The practice so far adopted by the operator in managing generation availability, it said, has caused significant hardship to Discos’ customers, comprising industrial, commercial, and residential, especially during peak demands while prioritising delivery to other bilateral contracts, including export to international customers.

The commission noted that the current international and bilateral contracts with Generation Companies (Gencos) were based on best-endeavour and with loose terms that are often below the minimum contract standards currently operated in the industry.

It said many of the off-takers contracted bilaterally by Gencos often abuse this prioritisation and raise their off-takers during peak operations beyond their contracted levels at the expense of other grid users without attendant penalties for violation of grid instructions.

According to NERC, the order serves as an interim measure to guide the operations of the system operator and the TCN to implement Standard Operating Procedures (SOPs) to improve transparency and fairness of grid operations in delivering better services to all customers.

It urged the system operator to place interim caps on capacities supplied to international customers for six months from the effective date of the order, thus minimising the displacement and impact on domestic supply obligations by Gencos.

“The commission hereby orders as follows: The system operator shall develop and present to the commission for approval within seven days from the issuance of this order a pro-rata load-shedding scheme that ensures equitable adjustment to load allocation to all off-takers — Discos, international customers, and eligible customers — in the event of a drop in generation and other under-frequency related grid imbalances necessitating critical grid management.

“The system operator shall implement a framework to log and publish hourly readings and enforce necessary sanctions for violation of grid instructions and contracted nominations by off-takers in line with the grid code and market,” it stated.
Among others, it further directed that the system operator shall publish and notify all market participants and the commission of the previous day’s hourly log readings of off-take by market participants and the market settlements report by 12:00 noon of the next day.

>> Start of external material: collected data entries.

//! Basic example: Discover nearby dive computers
//!
//! Run with: cargo run --example scan_dive_computers

use dive_computer_ble::{
    BleStream, Collaborators, Descriptor, DeviceEvents, DeviceOpener, DeviceStatus, DiveDevice,
    DiveComputerManager, ManagerConfig, Result,
};
use std::sync::Arc;
use std::time::Duration;

/// Scanning needs no protocol driver.
struct NoDriver;

impl DeviceOpener for NoDriver {
    fn open(
        &self,
        _descriptor: &Descriptor,
        _stream: BleStream,
        _events: Arc<DeviceEvents>,
    ) -> std::result::Result<Box<dyn DiveDevice>, DeviceStatus> {
        Err(DeviceStatus::Unsupported)
    }
}

#[tokio::main]
async fn main() -> Result<()> {
    // Initialize logging
    tracing_subscriber::fmt()
        .with_env_filter(
            tracing_subscriber::EnvFilter::from_default_env()
                .add_directive("dive_computer_ble=debug".parse().unwrap()),
        )
        .init();

    println!("Scanning for dive computers...");
    println!("Put your dive computer into Bluetooth mode!\n");

    let config = ManagerConfig::default().with_scan_duration(Duration::from_secs(10));
    let manager =
        DiveComputerManager::initialize(config, Collaborators::new(Arc::new(NoDriver))).await?;

    let found = manager.scan().await?;
    if found.is_empty() {
        println!("No dive computers found.");
    }

    for record in &found {
        println!("\nFound dive computer:");
        println!("  Name: {}", record.name.as_deref().unwrap_or("?"));
        println!("  Address: {}", record.identity);
        match record.family {
            Some(family) => println!("  Family: {}", family),
            None => println!("  Family: unknown"),
        }
        println!("  RSSI: {:?} dBm", record.rssi);
    }

    let remembered = manager.devices().list();
    if !remembered.is_empty() {
        println!("\nRemembered dive computers:");
        for device in remembered {
            println!(
                "  {} ({}), last connected {}",
                device.name, device.identity, device.last_connected
            );
        }
    }

    manager.shutdown().await?;
    Ok(())
}
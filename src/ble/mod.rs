//! BLE communication module.
//!
//! Scanning, characteristic negotiation and the byte transport a dive
//! computer driver runs over.

pub mod characteristics;
pub mod discovery;
pub mod frame_buffer;
pub mod peripheral;
pub mod scanner;
pub mod session;
pub mod stream;
pub mod uuids;

pub use characteristics::{negotiate, CharacteristicPair};
pub use discovery::{DiscoveryRecord, DiscoveryRegistry, Observation};
pub use frame_buffer::FrameBuffer;
pub use peripheral::{GattPeripheral, NotificationStream};
pub use scanner::BleScanner;
pub use session::{DisconnectOrigin, LinkConfig, LinkEvent, LinkSession, LinkState, TransferStats};
pub use stream::BleStream;
pub use uuids::*;
//! Utility functions for the dive-computer-ble crate.

use crate::error::{Error, Result};

/// Decode a hex fingerprint supplied by a caller.
///
/// Surrounding whitespace is ignored and an empty string means no
/// fingerprint.
///
/// # Example
///
/// ```
/// use dive_computer_ble::parse_fingerprint_hex;
///
/// assert_eq!(parse_fingerprint_hex("0aFF").unwrap(), Some(vec![0x0a, 0xff]));
/// assert_eq!(parse_fingerprint_hex("  ").unwrap(), None);
/// ```
pub fn parse_fingerprint_hex(hint: &str) -> Result<Option<Vec<u8>>> {
    let hint = hint.trim();
    if hint.is_empty() {
        return Ok(None);
    }

    hex::decode(hint)
        .map(Some)
        .map_err(|_| Error::InvalidParameter {
            name: "fingerprint".to_string(),
            value: hint.to_string(),
        })
}

/// Short hex rendering of a byte slice for log lines.
#[inline]
pub fn hex_preview(bytes: &[u8], max: usize) -> String {
    if bytes.len() <= max {
        hex::encode(bytes)
    } else {
        format!("{}.. ({} bytes)", hex::encode(&bytes[..max]), bytes.len())
    }
}
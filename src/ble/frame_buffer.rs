//! Receive buffer between BLE notifications and blocking readers.
//!
//! Notifications append from the async side; the protocol driver drains
//! from a blocking thread with bounded waits. Every operation takes the
//! same lock, so a reader never sees half of an append.

use bytes::{Bytes, BytesMut};
use parking_lot::{Condvar, Mutex};
use std::time::{Duration, Instant};
use tracing::trace;

use crate::ble::uuids::FRAME_DELIMITER;

/// Default slice used while waiting for data.
pub const DEFAULT_POLL_INTERVAL: Duration = Duration::from_millis(5);

/// Thread-safe byte accumulator.
#[derive(Debug)]
pub struct FrameBuffer {
    data: Mutex<BytesMut>,
    data_ready: Condvar,
    delimiter: u8,
    poll_interval: Duration,
}

impl Default for FrameBuffer {
    fn default() -> Self {
        Self::new()
    }
}

impl FrameBuffer {
    /// Create an empty buffer using the standard frame delimiter.
    pub fn new() -> Self {
        Self::with_delimiter(FRAME_DELIMITER)
    }

    /// Create an empty buffer with a custom frame delimiter.
    pub fn with_delimiter(delimiter: u8) -> Self {
        Self {
            data: Mutex::new(BytesMut::with_capacity(1024)),
            data_ready: Condvar::new(),
            delimiter,
            poll_interval: DEFAULT_POLL_INTERVAL,
        }
    }

    /// Set the wait slice used by [`read_partial`](Self::read_partial).
    pub fn with_poll_interval(mut self, poll_interval: Duration) -> Self {
        self.poll_interval = poll_interval.max(Duration::from_millis(1));
        self
    }

    /// The configured frame delimiter.
    pub fn delimiter(&self) -> u8 {
        self.delimiter
    }

    /// Append bytes to the tail and wake waiting readers.
    pub fn append(&self, bytes: &[u8]) {
        if bytes.is_empty() {
            return;
        }
        let mut data = self.data.lock();
        data.extend_from_slice(bytes);
        trace!("Buffered {} bytes ({} pending)", bytes.len(), data.len());
        drop(data);
        self.data_ready.notify_all();
    }

    /// Read up to `max_bytes` from the head, waiting at most `timeout`.
    ///
    /// Returns `None` when nothing arrived in time. A request for zero
    /// bytes returns an empty chunk immediately.
    pub fn read_partial(&self, max_bytes: usize, timeout: Duration) -> Option<Bytes> {
        if max_bytes == 0 {
            return Some(Bytes::new());
        }

        let deadline = Instant::now() + timeout;
        let mut data = self.data.lock();

        loop {
            if !data.is_empty() {
                let count = max_bytes.min(data.len());
                return Some(data.split_to(count).freeze());
            }

            let now = Instant::now();
            if now >= deadline {
                return None;
            }

            let slice = self.poll_interval.min(deadline - now);
            self.data_ready.wait_for(&mut data, slice);
        }
    }

    /// Read up to `max_bytes` without waiting.
    pub fn try_read(&self, max_bytes: usize) -> Bytes {
        let mut data = self.data.lock();
        let count = max_bytes.min(data.len());
        data.split_to(count).freeze()
    }

    /// Remove and return the first span enclosed by `delimiter`, inclusive.
    ///
    /// Bytes before the opening delimiter stay in the buffer.
    pub fn extract_frame(&self, delimiter: u8) -> Option<Bytes> {
        let mut data = self.data.lock();

        let start = data.iter().position(|&b| b == delimiter)?;
        let end = start
            + 1
            + data[start + 1..].iter().position(|&b| b == delimiter)?;

        let mut frame = data.split_off(start);
        let rest = frame.split_off(end - start + 1);
        data.unsplit(rest);

        Some(frame.freeze())
    }

    /// Extract a frame using the configured delimiter.
    pub fn next_frame(&self) -> Option<Bytes> {
        self.extract_frame(self.delimiter)
    }

    /// Number of buffered bytes.
    pub fn len(&self) -> usize {
        self.data.lock().len()
    }

    /// Check if the buffer is empty.
    pub fn is_empty(&self) -> bool {
        self.data.lock().is_empty()
    }

    /// Drop all buffered bytes.
    pub fn clear(&self) {
        self.data.lock().clear();
    }
}
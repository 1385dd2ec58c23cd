//! Dive computer descriptors and the driver/parser seams.

pub mod descriptor;
pub mod driver;
pub mod parser;

pub use descriptor::{
    default_descriptors, default_name_patterns, Descriptor, DescriptorCatalog, DeviceFamily,
    MatchKind, NamePattern, StaticCatalog,
};
pub use driver::{
    DeviceEvents, DeviceInfo, DeviceOpener, DeviceStatus, DiveDevice, FingerprintLookup,
    IterationControl, OpenDevice, Progress, RecordCallback,
};
pub use parser::{DiveParser, ParsedDive, PassthroughParser};
//! Remembered dive computers.

use chrono::{DateTime, Utc};
use parking_lot::RwLock;
use serde::{Deserialize, Serialize};
use std::sync::Arc;
use tracing::{debug, warn};

use crate::device::descriptor::DeviceFamily;
use crate::error::Result;
use crate::storage::backend::KeyValueBackend;

/// Storage key of the device list.
pub const STORED_DEVICES_KEY: &str = "stored_devices";

/// A dive computer that was connected before.
#[derive(Debug, Clone, PartialEq, Serialize, Deserialize)]
#[serde(rename_all = "camelCase")]
pub struct StoredDevice {
    /// Peer identity (BLE address).
    #[serde(rename = "uuid")]
    pub identity: String,
    /// Advertised name.
    pub name: String,
    /// Protocol family.
    pub family: DeviceFamily,
    /// Numeric model.
    pub model: u32,
    /// Last successful connection.
    pub last_connected: DateTime<Utc>,
}

/// Persistent list of remembered devices, keyed by identity.
pub struct DeviceStore {
    backend: Arc<dyn KeyValueBackend>,
    devices: RwLock<Vec<StoredDevice>>,
}

impl DeviceStore {
    /// Load the store; unreadable data starts an empty list.
    pub fn load(backend: Arc<dyn KeyValueBackend>) -> Self {
        let devices = match backend.read(STORED_DEVICES_KEY) {
            Ok(Some(bytes)) => serde_json::from_slice(&bytes).unwrap_or_else(|e| {
                warn!("Ignoring unreadable device list: {}", e);
                Vec::new()
            }),
            Ok(None) => Vec::new(),
            Err(e) => {
                warn!("Failed to read device list: {}", e);
                Vec::new()
            }
        };

        Self {
            backend,
            devices: RwLock::new(devices),
        }
    }

    /// Remember a device, replacing any earlier record with the same identity.
    pub fn store(
        &self,
        identity: &str,
        name: &str,
        family: DeviceFamily,
        model: u32,
    ) -> Result<StoredDevice> {
        let device = StoredDevice {
            identity: identity.to_string(),
            name: name.to_string(),
            family,
            model,
            last_connected: Utc::now(),
        };

        let mut devices = self.devices.write();
        devices.retain(|d| d.identity != identity);
        devices.push(device.clone());
        self.persist(&devices)?;

        debug!("Remembered {} ({})", name, identity);
        Ok(device)
    }

    /// Look up a device by identity.
    pub fn get(&self, identity: &str) -> Option<StoredDevice> {
        self.devices
            .read()
            .iter()
            .find(|d| d.identity == identity)
            .cloned()
    }

    /// Check if a device is remembered.
    pub fn contains(&self, identity: &str) -> bool {
        self.devices.read().iter().any(|d| d.identity == identity)
    }

    /// Forget a device. Returns whether it was remembered.
    pub fn remove(&self, identity: &str) -> Result<bool> {
        let mut devices = self.devices.write();
        let before = devices.len();
        devices.retain(|d| d.identity != identity);
        if devices.len() == before {
            return Ok(false);
        }
        self.persist(&devices)?;
        Ok(true)
    }

    /// All remembered devices.
    pub fn list(&self) -> Vec<StoredDevice> {
        self.devices.read().clone()
    }

    /// Replace the whole list.
    pub fn replace_all(&self, devices: Vec<StoredDevice>) -> Result<()> {
        let mut current = self.devices.write();
        self.persist(&devices)?;
        *current = devices;
        Ok(())
    }

    /// The most recently connected device.
    pub fn last_connected(&self) -> Option<StoredDevice> {
        self.devices
            .read()
            .iter()
            .max_by_key(|d| d.last_connected)
            .cloned()
    }

    fn persist(&self, devices: &[StoredDevice]) -> Result<()> {
        let bytes = serde_json::to_vec(devices)?;
        self.backend.write(STORED_DEVICES_KEY, &bytes)
    }
}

“The system operator shall ensure that the maximum load allocation to international off-takers in each trading hour shall not be more than six per cent of the total available grid generation.

“The aggregate capacity that can be nominated by a generating plant to service international off-takers shall not be more than 10 per cent of its available generation capacity unless in exceptional circumstances a derogation is granted by the commission.

“The system operator shall henceforth cease to recognise any capacity addition in bilateral transactions between a generator and an off-taker without the express approval of the commission,” it added.
It urged the system operator and TCN to immediately initiate and install integrated Internet of Things (IoT) meters at all off-take and delivery points of eligible customers, bilateral supplies, cross-border trades, and outgoing 33kV feeders of the Discos to provide real-time visibility of aggregate offtake by grid customers.

“The installation of and streaming of data from the IOT meters should be completed within three months from the date of this order,” it added.

Meanwhile, analysis of quarterly reports produced by the NERC showed that the amount owed is from the N180.8 billion billed to the customers from which they paid N48.57 billion, representing 26.8 per cent.
The breakdown of the figure showed that Benin topped the debtors list with a bill to the tune of N72.1 billion through its Société Beninoise d’Energie Electrique (SBEE), followed by Niger Republic with N31.3 billion through its Société Nigerienne d’electricite (NIGELEC) and Togo with N10.03 billion through its Compagnie Energie Electrique Du Togo.

On a year-on-year analysis, the countries paid N650 million from the N47.25 billion given to them, while in 2019, they failed to pay any amount from the N40.6 billion.
In 2020, N10.4 billion was paid from N19.7 billion, while in 2022, they paid N32.7 billion from N52.02 billion. In Q3 2021, the companies paid N4.7 billion from the N8.76 billion bills given, while in the first quarter of 2023, the companies did not pay N12.3 billion bills.